She had been surprised by Pete’s negative reaction when she told him the news, but her parents had behaved exactly the way she’d expected. Her mother had given her a rare hug and said, “Darling, how wonderful for you. I’m so glad we can give you the opportunities I was never afforded. Your father will be very impressed,” before floating elegantly up the glass staircase to make sure she hadn’t wrinkled the dress she was wearing to the charity dinner that night.
Her father had tousled Sadie’s hair and said, “Nice work. Better rest our hands for all the waivers they’re going to make us sign.” Adding, as he followed his wife up the glass staircase to change, “And kiddo, don’t go taking this too seriously and getting a swelled head on us.”
Since then, school had ended, Pete had graduated, there had been parties at the country club and BBQs at friends’ houses, vodka popsicles, and a day to recover from the vodka popsicles.
As Sadie’s father had predicted, there had also been a lot of forms to fill out and waivers to sign. Sitting at the slate-topped table in her family dining room, she’d put her neat initials next to boxes indicating her acceptance of a series of rules that ranged from maintaining complete confidentiality to not wearing perfume and never attempting to meet or contact her Subject “in this or any other universe.” She’d signed the bottom of every one of ten pages absolving the Roque organization from responsibility for anything, including “mental degradation or personality shifts as a result of steps taken to contain or end a failure of compliance.”
“‘Failure of compliance,’” Hector Ames had read aloud, chuckling, as he filled the line with his oversized signature. “Sounds menacing. Fortunately, that’s not something we’ll have to worry about. My girl likes nothing more than following rules.”
Sadie felt a tightness between her shoulder blades and, glancing down at her speedometer, saw that she was five miles an hour over the posted speed limit. She tapped the brake and made herself take a deep breath.

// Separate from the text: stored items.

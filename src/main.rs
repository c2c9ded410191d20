use std::sync::Arc;
use std::time::Instant;

use actix_web::dev::Service as _;
use actix_web::http::header::{HeaderName, HeaderValue};
use actix_web::{middleware::Logger, web, App, HttpServer};
use masjid_directory::api::routes::{self, AppState};
use masjid_directory::application::MasjidService;
use masjid_directory::config::AppConfig;
use masjid_directory::infrastructure::db::{migrations::run_migrations, pool::create_pool};
use masjid_directory::infrastructure::repositories::MasjidRepositoryImpl;
use masjid_directory::middleware::request_logging::{
    create_request_span, get_client_ip, get_status_class, get_user_agent, request_id_for,
    REQUEST_ID_HEADER,
};
use masjid_directory::observability::error_tracking::capture_unexpected_5xx;
use masjid_directory::observability::AppMetrics;
use masjid_directory::security::{cors_middleware, security_headers};
use tracing::{info, Instrument};
use tracing_subscriber::prelude::*;
use tracing_subscriber::{fmt, EnvFilter};

#[actix_web::main]
async fn main() -> std::io::Result<()> {
    dotenvy::dotenv().ok();

    let config = AppConfig::from_env().expect("failed to load application configuration");
    config
        .validate()
        .expect("application configuration is invalid");

    let filter = EnvFilter::try_from_default_env()
        .unwrap_or_else(|_| EnvFilter::new(config.logging.level.clone()));
    if config.logging.json_format {
        tracing_subscriber::registry()
            .with(filter)
            .with(
                fmt::layer()
                    .json()
                    .with_current_span(true)
                    .with_span_list(true),
            )
            .init();
    } else {
        tracing_subscriber::registry()
            .with(filter)
            .with(fmt::layer())
            .init();
    }

    let pool = create_pool(&config.database)
        .await
        .expect("failed to create database pool");

    run_migrations(&pool)
        .await
        .expect("database migrations failed");

    let masjid_repo = Arc::new(MasjidRepositoryImpl::new(pool.clone()));
    let state = AppState {
        masjid_service: Arc::new(MasjidService::new(masjid_repo)),
        security: config.security.clone(),
        metrics: Arc::new(AppMetrics::default()),
        db_pool: pool.clone(),
    };

    let (bind_host, bind_port) = config.bind_address();
    let security_config = config.security.clone();
    let metrics = state.metrics.clone();

    info!(
        host = %bind_host,
        port = bind_port,
        environment = %config.environment,
        "starting masjid directory"
    );

    HttpServer::new(move || {
        let metrics = metrics.clone();
        App::new()
            .wrap(Logger::default())
            .wrap_fn(move |req, srv| {
                let request_id = request_id_for(&req);
                let path = req.path().to_string();
                let method = req.method().to_string();
                let span = create_request_span(
                    &request_id,
                    &method,
                    &path,
                    &get_client_ip(&req),
                    &get_user_agent(&req),
                );
                let metrics = metrics.clone();
                let start = Instant::now();

                let fut = srv.call(req);
                async move {
                    let mut response = fut.await?;
                    response.headers_mut().insert(
                        HeaderName::from_static(REQUEST_ID_HEADER),
                        HeaderValue::from_str(&request_id)
                            .unwrap_or_else(|_| HeaderValue::from_static("invalid-request-id")),
                    );

                    let status = response.status().as_u16();
                    let latency_ms = start.elapsed().as_millis() as u64;
                    metrics.record_request(status, latency_ms);

                    info!(
                        status = status,
                        status_class = get_status_class(status),
                        latency_ms = latency_ms,
                        "request completed"
                    );

                    capture_unexpected_5xx(&path, &method, status, &request_id);
                    Ok::<_, actix_web::Error>(response)
                }
                .instrument(span)
            })
            .wrap(cors_middleware(&security_config))
            .wrap(security_headers())
            .app_data(web::Data::new(state.clone()))
            .configure(routes::configure)
    })
    .bind((bind_host, bind_port))?
    .run()
    .await
}
use std::sync::Arc;

use tracing::{info, warn};
use uuid::Uuid;
use validator::Validate;

use crate::api::dtos::{CreateMasjidRequest, MasjidListQuery, MasjidResponse, UpdateMasjidRequest};
use crate::domain::{filter_by_text, rank_by_distance};
use crate::error::{AppError, AppResult, ValidationIssue};
use crate::infrastructure::repositories::MasjidRepository;

pub mod mapper;

#[derive(Clone)]
pub struct MasjidService {
    masjid_repo: Arc<dyn MasjidRepository>,
}

impl MasjidService {
    pub fn new(masjid_repo: Arc<dyn MasjidRepository>) -> Self {
        Self { masjid_repo }
    }

    /// Lists the directory, nearest first when the query carries a position,
    /// narrowed by the optional search text.
    pub async fn list(&self, query: MasjidListQuery) -> AppResult<Vec<MasjidResponse>> {
        let records = self.masjid_repo.find_all().await?;
        let ranked = rank_by_distance(&records, mapper::user_position(&query));
        let visible = filter_by_text(ranked, query.search.as_deref().unwrap_or_default());

        Ok(visible.into_iter().map(MasjidResponse::from).collect())
    }

    pub async fn get_by_id(&self, id: Uuid) -> AppResult<Option<MasjidResponse>> {
        let masjid = self.masjid_repo.find_by_id(id).await?;
        Ok(masjid.map(MasjidResponse::from))
    }

    pub async fn create(&self, request: CreateMasjidRequest) -> AppResult<MasjidResponse> {
        request.validate()?;
        let new_masjid = mapper::map_new_masjid(request)?;

        let created = self.masjid_repo.create(&new_masjid).await?;
        info!(
            action = "masjid.create",
            target = %created.id,
            masjid_id = created.masjid_id
        );
        Ok(MasjidResponse::from(created))
    }

    pub async fn create_many(
        &self,
        requests: Vec<CreateMasjidRequest>,
    ) -> AppResult<Vec<MasjidResponse>> {
        validate_batch(&requests)?;
        let new_masjids = requests
            .into_iter()
            .map(mapper::map_new_masjid)
            .collect::<AppResult<Vec<_>>>()?;

        let created = self.masjid_repo.create_many(&new_masjids).await?;
        info!(action = "masjid.bulk_create", count = created.len());
        Ok(created.into_iter().map(MasjidResponse::from).collect())
    }

    pub async fn update(&self, id: Uuid, request: UpdateMasjidRequest) -> AppResult<()> {
        request.validate()?;
        let changes = mapper::map_changes(request);
        if changes.is_empty() {
            return Ok(());
        }

        let touched = self.masjid_repo.update(id, &changes).await?;
        if touched == 0 {
            warn!(action = "masjid.update", target = %id, "no masjid matched");
        } else {
            info!(action = "masjid.update", target = %id);
        }
        Ok(())
    }

    pub async fn delete(&self, id: Uuid) -> AppResult<()> {
        let removed = self.masjid_repo.delete(id).await?;
        if removed == 0 {
            warn!(action = "masjid.delete", target = %id, "no masjid matched");
        } else {
            info!(action = "masjid.delete", target = %id);
        }
        Ok(())
    }

    pub async fn delete_all(&self) -> AppResult<u64> {
        let removed = self.masjid_repo.delete_all().await?;
        info!(action = "masjid.delete_all", count = removed);
        Ok(removed)
    }
}

// Field paths are prefixed with the batch position, e.g. `[2].masjid_name`.
fn validate_batch(requests: &[CreateMasjidRequest]) -> AppResult<()> {
    let mut issues = Vec::new();
    for (index, request) in requests.iter().enumerate() {
        if let Err(errors) = request.validate() {
            if let AppError::ValidationError {
                issues: item_issues,
                ..
            } = AppError::from(errors)
            {
                issues.extend(item_issues.into_iter().map(|issue| ValidationIssue {
                    field: format!("[{index}].{}", issue.field),
                    ..issue
                }));
            }
        }
    }

    if issues.is_empty() {
        return Ok(());
    }

    let message = match issues.as_slice() {
        [issue] => issue.message.clone(),
        _ => "Request validation failed".to_string(),
    };
    Err(AppError::ValidationError { message, issues })
}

The road, smooth and wide now, looped between swaths of rolling green grass, past another guardhouse, and climbed to the top of a small hill. Below it, settled between the hill and the lake, was an old-fashioned-looking cottage. It was half-timbered, with gabled windows, and surrounded by elaborate gardens. Compared with the modern glass-and-steel house Sadie had grown up in, it looked surreal and impractical, somewhere Pinocchio or Snow White would feel at home, not the kind of place that would foster cutting-edge science.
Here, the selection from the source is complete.